Oh super - nice. I am definitely going to take a look (at both) :D

On Tue, Apr 28, 2026 at 9:55 AM Tzu-ping Chung via dev <
[email protected]> wrote:

> Hi all,
>
> I’ve merged the ADRs and the previous LC message (in the other thread)
> into a document formatted as an AIP:
>
> AIP-108 Java Task SDK and the Language Coordinator Layer - Airflow -
> Apache Software Foundation <https://cwiki.apache.org/confluence/x/pY4mGQ>
> cwiki.apache.org <https://cwiki.apache.org/confluence/x/pY4mGQ>
> [image: favicon.ico] <https://cwiki.apache.org/confluence/x/pY4mGQ>
> <https://cwiki.apache.org/confluence/x/pY4mGQ>
>
>
> Various sections are taken mostly directly from the other documents, so
> you can probably glance over them if you’ve already read them.

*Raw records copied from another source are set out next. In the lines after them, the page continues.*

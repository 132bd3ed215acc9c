use std::collections::BTreeSet;

use ratatui::{
    layout::Rect,
    style::{Color, Modifier, Style},
    text::{Line, Span},
    widgets::{Block, Borders, List, ListItem, ListState},
    Frame,
};

use crate::models::WindowKey;
use crate::utils::fit_width;

const TITLE_WIDTH: usize = 48;
const PROJECT_WIDTH: usize = 16;

#[derive(Debug, Clone, PartialEq, Eq)]
pub struct WindowEntry {
    pub key: WindowKey,
    pub title: String,
    pub project: Option<String>,
    pub process: Option<String>,
    pub detail: Option<String>,
}

impl WindowEntry {
    pub fn is_pending(&self) -> bool {
        self.project.is_none()
    }
}

pub struct WindowList {
    entries: Vec<WindowEntry>,
    marked: BTreeSet<WindowKey>,
    state: ListState,
}

impl WindowList {
    pub fn new() -> Self {
        Self {
            entries: Vec::new(),
            marked: BTreeSet::new(),
            state: ListState::default(),
        }
    }

    /// Replaces the entries, keeping the cursor on the same window if it is
    /// still present. Marks on vanished windows are dropped.
    pub fn set_entries(&mut self, entries: Vec<WindowEntry>) {
        let selected_key = self.selected().map(|e| e.key.clone());
        self.entries = entries;
        self.marked
            .retain(|key| self.entries.iter().any(|e| &e.key == key));

        let index = selected_key
            .and_then(|key| self.entries.iter().position(|e| e.key == key))
            .or_else(|| {
                let previous = self.state.selected()?;
                (!self.entries.is_empty()).then(|| previous.min(self.entries.len() - 1))
            })
            .or_else(|| (!self.entries.is_empty()).then_some(0));
        self.state.select(index);
    }

    pub fn entries(&self) -> &[WindowEntry] {
        &self.entries
    }

    pub fn next(&mut self) {
        if self.entries.is_empty() {
            return;
        }
        let i = match self.state.selected() {
            Some(i) if i + 1 < self.entries.len() => i + 1,
            _ => 0,
        };
        self.state.select(Some(i));
    }

    pub fn prev(&mut self) {
        if self.entries.is_empty() {
            return;
        }
        let i = match self.state.selected() {
            Some(0) | None => self.entries.len() - 1,
            Some(i) => i - 1,
        };
        self.state.select(Some(i));
    }

    pub fn selected(&self) -> Option<&WindowEntry> {
        self.state.selected().and_then(|i| self.entries.get(i))
    }

    pub fn toggle_mark(&mut self) {
        let Some(key) = self.selected().map(|e| e.key.clone()) else {
            return;
        };
        if !self.marked.remove(&key) {
            self.marked.insert(key);
        }
    }

    pub fn clear_marks(&mut self) {
        self.marked.clear();
    }

    pub fn marked_count(&self) -> usize {
        self.marked.len()
    }

    /// Marked windows, or the one under the cursor when nothing is marked.
    pub fn selected_keys(&self) -> Vec<WindowKey> {
        if !self.marked.is_empty() {
            return self.marked.iter().cloned().collect();
        }
        self.selected().map(|e| vec![e.key.clone()]).unwrap_or_default()
    }

    pub fn pending_count(&self) -> usize {
        self.entries.iter().filter(|e| e.is_pending()).count()
    }

    pub fn render(&mut self, frame: &mut Frame, area: Rect) {
        let items: Vec<ListItem> = self
            .entries
            .iter()
            .map(|entry| {
                let mark = if self.marked.contains(&entry.key) {
                    Span::styled("* ", Style::default().fg(Color::Magenta))
                } else {
                    Span::raw("  ")
                };
                let (project, project_style) = match &entry.project {
                    Some(p) => (p.as_str(), Style::default().fg(Color::Cyan)),
                    None => ("pending", Style::default().fg(Color::Yellow)),
                };

                let mut spans = vec![
                    mark,
                    Span::styled(
                        fit_width(&entry.title, TITLE_WIDTH),
                        Style::default().add_modifier(Modifier::BOLD),
                    ),
                    Span::raw(" "),
                    Span::styled(fit_width(project, PROJECT_WIDTH), project_style),
                    Span::raw(" "),
                    Span::styled(
                        entry.process.clone().unwrap_or_default(),
                        Style::default().fg(Color::DarkGray),
                    ),
                ];
                if let Some(detail) = &entry.detail {
                    spans.push(Span::raw(" "));
                    spans.push(Span::styled(
                        detail.clone(),
                        Style::default().fg(Color::DarkGray),
                    ));
                }

                ListItem::new(Line::from(spans))
            })
            .collect();

        let title = format!(
            "Windows ({} live, {} pending, {} marked)",
            self.entries.len(),
            self.pending_count(),
            self.marked.len()
        );

        let list = List::new(items)
            .block(
                Block::default()
                    .borders(Borders::ALL)
                    .border_style(Style::default().fg(Color::DarkGray))
                    .title(title),
            )
            .highlight_style(
                Style::default()
                    .add_modifier(Modifier::REVERSED)
                    .add_modifier(Modifier::BOLD),
            )
            .highlight_symbol("> ");

        frame.render_stateful_widget(list, area, &mut self.state);
    }
}

impl Default for WindowList {
    fn default() -> Self {
        Self::new()
    }
}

If you
> haven’t, the AIP document would be a good place to start since it removes
> some more detailed descriptions and focuses on the high level interfaces.

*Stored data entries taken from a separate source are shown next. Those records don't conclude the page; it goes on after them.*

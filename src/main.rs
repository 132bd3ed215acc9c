use anyhow::{Context, Result};
use clap::Parser;
use tracing_appender::non_blocking::WorkerGuard;
use tracing_subscriber::EnvFilter;

mod cli;
mod commands;
mod config;
mod engine;
mod lifecycle;
mod models;
mod store;
mod tower;
mod utils;
mod windows;

use cli::{Cli, Commands};
use config::Config;

#[tokio::main]
async fn main() -> Result<()> {
    let cli = Cli::parse();
    let _guard = init_logging(matches!(cli.command, Commands::Tower(_)))?;
    let config = cli.load_config()?;

    match cli.command {
        Commands::Tower(args) => commands::tower::execute(args, config).await,
        Commands::Watch(args) => commands::watch::execute(args, config).await,
        Commands::Close(args) => commands::close::execute(args, config).await,
        Commands::Resume => commands::resume::execute(config).await,
        Commands::Push(args) => commands::push::execute(args, config).await,
        Commands::Projects => commands::projects::execute(config).await,
        Commands::Snapshots(args) => commands::snapshots::execute(args, config).await,
    }
}

/// Logs to stderr, or to a daily file when the terminal belongs to the UI.
fn init_logging(to_file: bool) -> Result<Option<WorkerGuard>> {
    let filter =
        EnvFilter::try_from_default_env().unwrap_or_else(|_| EnvFilter::new("wintrack=info"));

    if !to_file {
        tracing_subscriber::fmt()
            .with_env_filter(filter)
            .with_writer(std::io::stderr)
            .init();
        return Ok(None);
    }

    let log_dir = Config::log_dir();
    std::fs::create_dir_all(&log_dir)
        .with_context(|| format!("Failed to create log directory: {:?}", log_dir))?;
    let (writer, guard) =
        tracing_appender::non_blocking(tracing_appender::rolling::daily(log_dir, "wintrack.log"));
    tracing_subscriber::fmt()
        .with_env_filter(filter)
        .with_writer(writer)
        .with_ansi(false)
        .init();
    Ok(Some(guard))
}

> More details are still available in the ADR documents included in the PRs
> Jason opened.
>
> TP
>
>
> On 28 Apr 2026, at 11:12, Zhe-You(Jason) Liu <[email protected]> wrote:
>
> Hi Jens,
>
> The ADRs are now available here [1] , hope that helps clarify some of your
> concerns.
>
> As I understood Java is static compiled JAR files, no on-the-fly compile
>
> from Java source tree (correct?)
>
> That's correct -- the user will compile themselves and set the `[java]
> bundles_folder` config to point to the directory of those JAR files.
>
> so actually the Dag parsing concept then is quite "static" and once
>
> generated actually no need to re-parse the Dag in Java mode?
>
> Still if static JAR deployed how does the deploy lifecacly look like?
>
> Would you need to restart with new deploy the Dag Parsr and respective
> workers?
>
> The lifecycle for dag-parsing will be the same as how the current
> `DagFileProcessorProcess` acts. The coordinator comes into play before we
> start the actual parse file entrypoint [2]. Regardless of what language the
> parse file subprocess is implemented in, as long as it returns a valid
> serialized Dag JSON in msgpack over IPC, the behavior will remain the same.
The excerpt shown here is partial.